Alat pengukuran likuiditas lainnya, total pembiayaan sosial, atau “pembiayaan agregat untuk ekonomi riil”, naik sebesar 23,5 persen pada bulan November dibandingkan tahun sebelumnya, menjadi 2,45 triliun yuan.
Industri energi baru Tiongkok yang ‘terlibat’ dibanjiri dengan kelebihan kapasitas yang merugikan diri sendiri
Industri energi baru Tiongkok yang ‘terlibat’ dibanjiri dengan kelebihan kapasitas yang merugikan diri sendiri
Selain melanjutkan kebijakan moneter ekspansifnya, Beijing perlu meningkatkan dukungan pinjamannya untuk menopang sektor properti dan membalikkan ekspektasi bisnis yang suram, kata Ding dari Standard Chartered Bank.
“Volume pinjaman ke perekonomian riil tidaklah kecil. Namun, dana ini mungkin akan mengalir lebih banyak ke bidang-bidang utama, termasuk teknologi dan manufaktur kelas atas, dibandingkan ke sektor real estat, yang permintaan pinjamannya jauh lebih tinggi,” katanya.

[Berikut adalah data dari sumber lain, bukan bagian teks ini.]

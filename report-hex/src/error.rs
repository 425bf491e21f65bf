//! Report service errors.

use payments_types::{DomainError, FieldError, SearchClientError};

#[derive(Debug, thiserror::Error)]
pub enum ReportError {
    #[error("Validation failed")]
    Validation(Vec<FieldError>),

    #[error(transparent)]
    Upstream(#[from] SearchClientError),
}

impl From<DomainError> for ReportError {
    fn from(err: DomainError) -> Self {
        match err {
            DomainError::Validation(errors) => ReportError::Validation(errors),
            other => ReportError::Validation(vec![FieldError::new("query", other.to_string())]),
        }
    }
}
//! Remote payment search port.
//!
//! The report service reads transactions through this trait. The HTTP client
//! in `payments-client` is the production adapter; tests use in-memory fakes.

use crate::domain::SearchFilter;
use crate::dto::ReportRow;

/// Error type for remote search calls.
#[derive(Debug, thiserror::Error)]
pub enum SearchClientError {
    /// The payment service could not be reached or timed out.
    #[error("Payment service unavailable: {0}")]
    Unavailable(String),

    /// The payment service answered with a non-success status.
    #[error("Payment service rejected the request ({status}): {message}")]
    Rejected { status: u16, message: String },

    /// The response body could not be decoded.
    #[error("Invalid response from payment service: {0}")]
    InvalidResponse(String),
}

/// Port trait for searching payments held by another service.
#[async_trait::async_trait]
pub trait PaymentSearchPort: Send + Sync + 'static {
    /// Runs a search and returns matching transactions with their details.
    async fn search_transactions(
        &self,
        filter: &SearchFilter,
    ) -> Result<Vec<ReportRow>, SearchClientError>;

    /// Checks that the payment service answers. Used by readiness probes.
    async fn ping(&self) -> Result<(), SearchClientError> {
        Ok(())
    }
}
//! # Report Server
//!
//! Serves filtered transaction reports by querying the payment service.

use payments_app::{config::ReportConfig, telemetry};
use payments_client::PaymentsClient;
use payments_hex::inbound::shutdown_signal;
use report_hex::{ReportService, inbound::HttpServer};

#[tokio::main]
async fn main() -> anyhow::Result<()> {
    dotenvy::dotenv().ok();

    let _telemetry = telemetry::init("report-service")?;

    let config = ReportConfig::from_env()?;

    tracing::info!("Starting report server on port {}", config.port);
    tracing::info!("Payment service: {}", config.payment_service_url);

    let client = PaymentsClient::with_timeout(
        config.payment_service_url.as_str(),
        config.payment_service_timeout,
    )?;

    let server = HttpServer::new(ReportService::new(client));
    let addr = format!("0.0.0.0:{}", config.port);

    server.run(&addr, shutdown_signal()).await?;

    Ok(())
}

Jika bank dapat memuaskan minat besar terhadap pinjaman properti, hal ini akan mendorong lebih banyak penjualan rumah, meningkatkan konsumsi dan menanamkan kepercayaan baru pada investor, kata Ding.
Pinjaman jangka menengah dan panjang untuk rumah tangga, alternatif selain hipotek, meningkat menjadi 233,1 miliar yuan pada bulan November dari 70,7 miliar yuan pada bulan Oktober, seiring dengan upaya Beijing untuk menstabilkan sektor real estat.
Pertumbuhan pinjaman korporasi jangka panjang dan menengah mencapai 446 miliar yuan pada bulan November, turun 39,5 persen dari tahun sebelumnya, data bank sentral menunjukkan.